▶ [What you need to do]: Copy each entry below exactly.

******************************

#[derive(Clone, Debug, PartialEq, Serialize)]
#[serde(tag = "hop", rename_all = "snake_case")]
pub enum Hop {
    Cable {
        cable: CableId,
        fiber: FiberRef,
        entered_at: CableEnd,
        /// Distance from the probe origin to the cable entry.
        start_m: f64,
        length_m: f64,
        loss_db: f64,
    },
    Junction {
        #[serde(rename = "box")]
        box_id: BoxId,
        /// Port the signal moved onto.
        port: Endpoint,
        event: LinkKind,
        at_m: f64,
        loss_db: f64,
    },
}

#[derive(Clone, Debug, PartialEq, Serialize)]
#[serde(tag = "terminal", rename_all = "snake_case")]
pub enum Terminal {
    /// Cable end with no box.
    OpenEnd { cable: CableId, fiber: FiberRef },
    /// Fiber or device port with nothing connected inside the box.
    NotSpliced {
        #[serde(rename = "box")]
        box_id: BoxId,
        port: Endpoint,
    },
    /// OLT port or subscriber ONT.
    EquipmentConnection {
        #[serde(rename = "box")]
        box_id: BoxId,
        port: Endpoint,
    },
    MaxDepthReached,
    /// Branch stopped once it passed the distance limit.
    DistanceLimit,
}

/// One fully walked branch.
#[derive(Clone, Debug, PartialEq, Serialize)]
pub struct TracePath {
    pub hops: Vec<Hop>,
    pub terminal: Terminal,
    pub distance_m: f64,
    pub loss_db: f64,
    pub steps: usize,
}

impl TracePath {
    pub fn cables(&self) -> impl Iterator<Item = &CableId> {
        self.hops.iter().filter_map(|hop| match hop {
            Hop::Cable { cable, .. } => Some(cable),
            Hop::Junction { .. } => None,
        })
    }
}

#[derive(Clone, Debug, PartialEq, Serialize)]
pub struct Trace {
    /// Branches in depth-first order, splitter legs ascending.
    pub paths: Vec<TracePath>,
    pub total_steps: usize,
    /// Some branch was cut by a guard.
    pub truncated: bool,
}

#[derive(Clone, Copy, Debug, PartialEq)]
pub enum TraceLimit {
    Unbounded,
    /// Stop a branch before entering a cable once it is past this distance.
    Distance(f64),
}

******************************

▶ [Response]:
#[derive(Clone, Debug, PartialEq, Serialize)]
#[serde(tag = "hop", rename_all = "snake_case")]
pub enum Hop {
    Cable {
        cable: CableId,
        fiber: FiberRef,
        entered_at: CableEnd,
        /// Distance from the probe origin to the cable entry.
        start_m: f64,
        length_m: f64,
        loss_db: f64,
    },
    Junction {
        #[serde(rename = "box")]
        box_id: BoxId,
        /// Port the signal moved onto.
        port: Endpoint,
        event: LinkKind,
        at_m: f64,
        loss_db: f64,
    },
}

#[derive(Clone, Debug, PartialEq, Serialize)]
#[serde(tag = "terminal", rename_all = "snake_case")]
pub enum Terminal {
    /// Cable end with no box.
    OpenEnd { cable: CableId, fiber: FiberRef },
    /// Fiber or device port with nothing connected inside the box.
    NotSpliced {
        #[serde(rename = "box")]
        box_id: BoxId,
        port: Endpoint,
    },
    /// OLT port or subscriber ONT.
    EquipmentConnection {
        #[serde(rename = "box")]
        box_id: BoxId,
        port: Endpoint,
    },
    MaxDepthReached,
    /// Branch stopped once it passed the distance limit.
    DistanceLimit,
}

/// One fully walked branch.
#[derive(Clone, Debug, PartialEq, Serialize)]
pub struct TracePath {
    pub hops: Vec<Hop>,
    pub terminal: Terminal,
    pub distance_m: f64,
    pub loss_db: f64,
    pub steps: usize,
}

impl TracePath {
    pub fn cables(&self) -> impl Iterator<Item = &CableId> {
        self.hops.iter().filter_map(|hop| match hop {
            Hop::Cable { cable, .. } => Some(cable),
            Hop::Junction { .. } => None,
        })
    }
}

#[derive(Clone, Debug, PartialEq, Serialize)]
pub struct Trace {
    /// Branches in depth-first order, splitter legs ascending.
    pub paths: Vec<TracePath>,
    pub total_steps: usize,
    /// Some branch was cut by a guard.
    pub truncated: bool,
}

#[derive(Clone, Copy, Debug, PartialEq)]
pub enum TraceLimit {
    Unbounded,
    /// Stop a branch before entering a cable once it is past this distance.
    Distance(f64),
}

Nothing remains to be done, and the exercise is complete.